EXERCISE:
Below are the records; copy every line in them that holds the string "updates".

Collected data entries:

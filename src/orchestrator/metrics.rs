//! Training telemetry and policy evaluation.

use std::fmt;

use crate::environment::{Environment, EnvironmentError, Simulation};
use crate::policy::{feature_rows, PolicyNetwork};
use crate::reward::RewardComponent;
use crate::training::UpdateReport;

/// Scalar summary of one log interval, produced on the coordinator.
#[derive(Debug, Clone, Copy, PartialEq)]
pub struct EpisodeSummary {
    /// Last episode of the interval.
    pub episode: usize,
    /// Average over workers and episodes of the summed per-step mean reward.
    pub mean_reward: f64,
    /// Average episode length in steps.
    pub avg_length: f64,
    /// Rolling goal-reached percentage (0 to 100).
    pub goal_percentage: f64,
    /// Robots across all workers in the last episode.
    pub robots: usize,
}

impl fmt::Display for EpisodeSummary {
    fn fmt(&self, f: &mut fmt::Formatter<'_>) -> fmt::Result {
        write!(
            f,
            "Episode: {}, Avg reward: {:.2}, Avg steps: {:.2}, Goals: {:.1}%, Robots: {}",
            self.episode, self.mean_reward, self.avg_length, self.goal_percentage, self.robots
        )
    }
}

/// What a training run did. Summaries are only filled on the coordinator.
#[derive(Debug, Clone, Default, PartialEq)]
pub struct TrainingReport {
    /// Episodes run (the same on every rank).
    pub episodes: usize,
    /// Policy updates applied.
    pub updates: usize,
    /// True if training ended because the goal rate crossed the threshold.
    pub solved: bool,
    /// Best interval reward, if any interval completed.
    pub best_reward: Option<f64>,
    pub summaries: Vec<EpisodeSummary>,
    pub last_update: Option<UpdateReport>,
}

/// Aggregated metrics of a deterministic evaluation.
#[derive(Debug, Clone, PartialEq)]
pub struct EvaluationMetrics {
    /// Mean of the summed robot rewards per episode.
    pub mean_episode_reward: f64,
    /// Mean episode length in steps.
    pub mean_length: f64,
    /// Percentage of robots that reached their goal.
    pub goal_percentage: f64,
    /// Percentage of robots that collided.
    pub collision_percentage: f64,
    /// Percentage of robots that ran out of time.
    pub timeout_percentage: f64,
    /// Number of episodes evaluated.
    pub n_episodes: usize,
}

#[derive(Debug, Default)]
struct EpisodeStats {
    reward: f64,
    steps: usize,
    robots: usize,
    goals: usize,
    collisions: usize,
    timeouts: usize,
}

impl EvaluationMetrics {
    /// Runs `n_episodes` episodes with the policy's mean actions.
    ///
    /// # Arguments
    ///
    /// * `env` - Environment to evaluate in
    /// * `policy` - Policy to evaluate (not modified)
    /// * `n_episodes` - Number of episodes to run
    /// * `level` - Level passed to every reset
    pub fn evaluate<S, P>(
        env: &mut Environment<S>,
        policy: &P,
        n_episodes: usize,
        level: usize,
    ) -> Result<Self, EnvironmentError>
    where
        S: Simulation,
        P: PolicyNetwork + ?Sized,
    {
        let mut all_stats = Vec::with_capacity(n_episodes);

        for _ in 0..n_episodes {
            env.reset(level);
            let mut stats = EpisodeStats {
                robots: env.num_robots(),
                ..EpisodeStats::default()
            };

            while !env.is_done() {
                let actions = policy.predict_deterministic(&feature_rows(&env.active_observations()));
                let outcome = env.step(&actions)?;
                stats.steps += 1;
                stats.reward += outcome.total_reward();
                for r in outcome.robots.iter().filter(|r| r.done) {
                    if r.reached_goal {
                        stats.goals += 1;
                    } else if r.breakdown.contains(RewardComponent::Collision) {
                        stats.collisions += 1;
                    } else if r.breakdown.contains(RewardComponent::OutOfTime) {
                        stats.timeouts += 1;
                    }
                }
            }
            all_stats.push(stats);
        }

        let n = all_stats.len().max(1) as f64;
        let robots = all_stats.iter().map(|s| s.robots).sum::<usize>().max(1) as f64;
        let pct = |f: fn(&EpisodeStats) -> usize| {
            all_stats.iter().map(f).sum::<usize>() as f64 / robots * 100.0
        };

        Ok(Self {
            mean_episode_reward: all_stats.iter().map(|s| s.reward).sum::<f64>() / n,
            mean_length: all_stats.iter().map(|s| s.steps as f64).sum::<f64>() / n,
            goal_percentage: pct(|s: &EpisodeStats| s.goals),
            collision_percentage: pct(|s: &EpisodeStats| s.collisions),
            timeout_percentage: pct(|s: &EpisodeStats| s.timeouts),
            n_episodes,
        })
    }
}

impl fmt::Display for EvaluationMetrics {
    fn fmt(&self, f: &mut fmt::Formatter<'_>) -> fmt::Result {
        writeln!(f, "=== Evaluation Metrics ({} episodes) ===", self.n_episodes)?;
        writeln!(f, "  Mean episode reward:  {:.2}", self.mean_episode_reward)?;
        writeln!(f, "  Mean length:          {:.1}", self.mean_length)?;
        writeln!(f, "  Goals reached:        {:.1}%", self.goal_percentage)?;
        writeln!(f, "  Collisions:           {:.1}%", self.collision_percentage)?;
        writeln!(f, "  Timeouts:             {:.1}%", self.timeout_percentage)
    }
}

#[cfg(test)]
mod tests {
    use super::*;
    use crate::environment::{ArenaConfig, KinematicArena};
    use crate::policy::{GaussianPolicyConfig, LinearGaussianPolicy};
    use crate::reward::SparseReward;

    #[test]
    fn evaluate_completes() {
        let arena = KinematicArena::new(ArenaConfig {
            n_robots: 3,
            ..ArenaConfig::default()
        });
        let obs_dim = arena.config().observation_dim();
        let mut env = Environment::new(arena, Box::new(SparseReward::default()), 15);
        let policy = LinearGaussianPolicy::new(obs_dim, GaussianPolicyConfig::default());

        let metrics = EvaluationMetrics::evaluate(&mut env, &policy, 3, 0).unwrap();
        assert_eq!(metrics.n_episodes, 3);
        assert!(metrics.mean_length > 0.0 && metrics.mean_length <= 15.0);
        // Every robot ends one way or another.
        let total = metrics.goal_percentage + metrics.collision_percentage + metrics.timeout_percentage;
        assert!((total - 100.0).abs() < 1e-9);
    }

    #[test]
    fn summary_display() {
        let s = EpisodeSummary {
            episode: 20,
            mean_reward: 12.3456,
            avg_length: 50.0,
            goal_percentage: 75.0,
            robots: 8,
        };
        assert_eq!(
            s.to_string(),
            "Episode: 20, Avg reward: 12.35, Avg steps: 50.00, Goals: 75.0%, Robots: 8"
        );
    }
}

WRITTEN ANSWER:
    /// Policy updates applied.
    pub updates: usize,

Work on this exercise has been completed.